Aim of the task =
Output the entries verbatim, including every line.

Supplied records =

____

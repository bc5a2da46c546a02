use std::time::Duration;

use crate::DownloaderConfig;

pub const DEFAULT_MANIFEST_FILE_NAME: &str = "manifest.m3u8";

// --- Top-Level Configuration ---
#[derive(Debug, Clone)]
pub struct MirrorConfig {
    /// Base downloader configuration
    pub base: DownloaderConfig,
    /// Name of the mirrored playlist inside the save directory
    pub manifest_file_name: String,
    /// Delay between the end of one cycle and the start of the next
    pub poll_interval: Duration,
    pub manifest_timeout: Duration,
    pub asset_timeout: Duration,
    /// Base joined to relative URIs of a local manifest. Remote manifests use
    /// the origin of their own URL.
    pub base_url_override: Option<String>,
    pub routing: AssetRouting,
}

impl Default for MirrorConfig {
    fn default() -> Self {
        Self {
            base: DownloaderConfig::default(),
            manifest_file_name: DEFAULT_MANIFEST_FILE_NAME.to_string(),
            poll_interval: Duration::from_secs(30),
            manifest_timeout: Duration::from_secs(10),
            asset_timeout: Duration::from_secs(30),
            base_url_override: None,
            routing: AssetRouting::default(),
        }
    }
}

// --- Asset Routing ---
/// Which URLs are stored under a content hash instead of their own name.
#[derive(Debug, Clone)]
pub struct AssetRouting {
    /// Host serving dynamically inserted ads (Google DAI)
    pub ad_host: String,
    /// Path fragment marking slate (filler) content on the ad host
    pub slate_marker: String,
    /// Path fragment marking a key-serving endpoint
    pub key_marker: String,
}

impl Default for AssetRouting {
    fn default() -> Self {
        Self {
            ad_host: "dai.google.com".to_string(),
            slate_marker: "slate".to_string(),
            key_marker: "serve.key".to_string(),
        }
    }
}
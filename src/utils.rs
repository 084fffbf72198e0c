use core::slice;

///Splits slice into tuple as follows:
///
///- Reference to slice of concrete chunks by size N
///- Remainder slice whose size is < N
pub const fn slice_chunks<const N: usize>(input: &[u8]) -> (&[[u8; N]], &[u8]) {
    debug_assert!(N > 0);
    let input_len = input.len();

    let chunks_len = input_len / N;
    let split_at = chunks_len * N;
    let chunks = unsafe {
        //We know exact size N so cast it immediately
        slice::from_raw_parts(input.as_ptr() as _, chunks_len)
    };
    let rest = unsafe {
        slice::from_raw_parts(input.as_ptr().add(split_at), input_len - split_at)
    };

    (chunks, rest)
}
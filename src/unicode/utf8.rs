use crate::character_sets::is_continuation_byte;
use crate::error::{Error, Result};

/// Length of the UTF-8 sequence introduced by `lead`, from 1 to 6.
///
/// Uses the original RFC 2279 layout that allows 5- and 6-byte sequences:
/// `0xxxxxxx` → 1, `110xxxxx` → 2, `1110xxxx` → 3, `11110xxx` → 4,
/// `111110xx` → 5, `1111110x` → 6. Only the bits below the top one are
/// tested, so a stray continuation byte is sized by bits 5..2 the same way
/// (0x80 → 2, 0xA0 → 3, 0xB0 → 4, 0xB8 → 5, 0xBC → 6) and `0xFE`/`0xFF`
/// count as 6.
pub fn utf8_char_len(lead: u8) -> usize {
    if lead < 0x80 {
        1
    } else if lead & 0x20 == 0 {
        2
    } else if lead & 0x10 == 0 {
        3
    } else if lead & 0x08 == 0 {
        4
    } else if lead & 0x04 == 0 {
        5
    } else {
        6
    }
}

/// Decode the code point at the start of `bytes`.
///
/// Returns the decoded value and the number of bytes it occupies. The value
/// is `None` when a byte inside the sequence is not a continuation byte; the
/// whole sequence is still consumed. A NUL byte inside the sequence ends the
/// string.
///
/// # Errors
///
/// Returns [`Error::TruncatedSequence`] if `bytes` is empty or ends before
/// the sequence does.
pub fn decode_code_point(bytes: &[u8]) -> Result<(Option<u32>, usize)> {
    let Some(&lead) = bytes.first() else {
        return Err(Error::TruncatedSequence);
    };
    let len = utf8_char_len(lead);
    if len == 1 {
        return Ok((Some(u32::from(lead)), 1));
    }

    let continuation = bytes
        .get(1..len)
        .filter(|tail| !tail.contains(&0))
        .ok_or(Error::TruncatedSequence)?;

    // Mask off the length marker, then append 6 payload bits per byte
    let initial = u32::from(lead & (0xFF >> (len + 1)));
    let value = continuation.iter().try_fold(initial, |acc, &b| {
        is_continuation_byte(b).then(|| (acc << 6) | u32::from(b & 0x3F))
    });

    Ok((value, len))
}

____

Task response =
repository bc5a2da46c546a02
use std::time::Duration;

use crate::DownloaderConfig;

pub const DEFAULT_MANIFEST_FILE_NAME: &str = "manifest.m3u8";

// --- Top-Level Configuration ---
#[derive(Debug, Clone)]
pub struct MirrorConfig {
    /// Base downloader configuration
    pub base: DownloaderConfig,
    /// Name of the mirrored playlist inside the save directory
    pub manifest_file_name: String,
    /// Delay between the end of one cycle and the start of the next
    pub poll_interval: Duration,
    pub manifest_timeout: Duration,
    pub asset_timeout: Duration,
    /// Base joined to relative URIs of a local manifest. Remote manifests use
    /// the origin of their own URL.
    pub base_url_override: Option<String>,
    pub routing: AssetRouting,
}

impl Default for MirrorConfig {
    fn default() -> Self {
        Self {
            base: DownloaderConfig::default(),
            manifest_file_name: DEFAULT_MANIFEST_FILE_NAME.to_string(),
            poll_interval: Duration::from_secs(30),
            manifest_timeout: Duration::from_secs(10),
            asset_timeout: Duration::from_secs(30),
            base_url_override: None,
            routing: AssetRouting::default(),
        }
    }
}

// --- Asset Routing ---
/// Which URLs are stored under a content hash instead of their own name.
#[derive(Debug, Clone)]
pub struct AssetRouting {
    /// Host serving dynamically inserted ads (Google DAI)
    pub ad_host: String,
    /// Path fragment marking slate (filler) content on the ad host
    pub slate_marker: String,
    /// Path fragment marking a key-serving endpoint
    pub key_marker: String,
}

impl Default for AssetRouting {
    fn default() -> Self {
        Self {
            ad_host: "dai.google.com".to_string(),
            slate_marker: "slate".to_string(),
            key_marker: "serve.key".to_string(),
        }
    }
}
filename src/utils.rs
repository 084fffbf72198e0c
use core::slice;

///Splits slice into tuple as follows:
///
///- Reference to slice of concrete chunks by size N
///- Remainder slice whose size is < N
pub const fn slice_chunks<const N: usize>(input: &[u8]) -> (&[[u8; N]], &[u8]) {
    debug_assert!(N > 0);
    let input_len = input.len();

    let chunks_len = input_len / N;
    let split_at = chunks_len * N;
    let chunks = unsafe {
        //We know exact size N so cast it immediately
        slice::from_raw_parts(input.as_ptr() as _, chunks_len)
    };
    let rest = unsafe {
        slice::from_raw_parts(input.as_ptr().add(split_at), input_len - split_at)
    };

    (chunks, rest)
}
filename src/unicode/utf8.rs
use crate::character_sets::is_continuation_byte;
use crate::error::{Error, Result};

/// Length of the UTF-8 sequence introduced by `lead`, from 1 to 6.
///
/// Uses the original RFC 2279 layout that allows 5- and 6-byte sequences:
/// `0xxxxxxx` → 1, `110xxxxx` → 2, `1110xxxx` → 3, `11110xxx` → 4,
/// `111110xx` → 5, `1111110x` → 6. Only the bits below the top one are
/// tested, so a stray continuation byte is sized by bits 5..2 the same way
/// (0x80 → 2, 0xA0 → 3, 0xB0 → 4, 0xB8 → 5, 0xBC → 6) and `0xFE`/`0xFF`
/// count as 6.
pub fn utf8_char_len(lead: u8) -> usize {
    if lead < 0x80 {
        1
    } else if lead & 0x20 == 0 {
        2
    } else if lead & 0x10 == 0 {
        3
    } else if lead & 0x08 == 0 {
        4
    } else if lead & 0x04 == 0 {
        5
    } else {
        6
    }
}

/// Decode the code point at the start of `bytes`.
///
/// Returns the decoded value and the number of bytes it occupies. The value
/// is `None` when a byte inside the sequence is not a continuation byte; the
/// whole sequence is still consumed. A NUL byte inside the sequence ends the
/// string.
///
/// # Errors
///
/// Returns [`Error::TruncatedSequence`] if `bytes` is empty or ends before
/// the sequence does.
pub fn decode_code_point(bytes: &[u8]) -> Result<(Option<u32>, usize)> {
    let Some(&lead) = bytes.first() else {
        return Err(Error::TruncatedSequence);
    };
    let len = utf8_char_len(lead);
    if len == 1 {
        return Ok((Some(u32::from(lead)), 1));
    }

    let continuation = bytes
        .get(1..len)
        .filter(|tail| !tail.contains(&0))
        .ok_or(Error::TruncatedSequence)?;

    // Mask off the length marker, then append 6 payload bits per byte
    let initial = u32::from(lead & (0xFF >> (len + 1)));
    let value = continuation.iter().try_fold(initial, |acc, &b| {
        is_continuation_byte(b).then(|| (acc << 6) | u32::from(b & 0x3F))
    });

    Ok((value, len))
}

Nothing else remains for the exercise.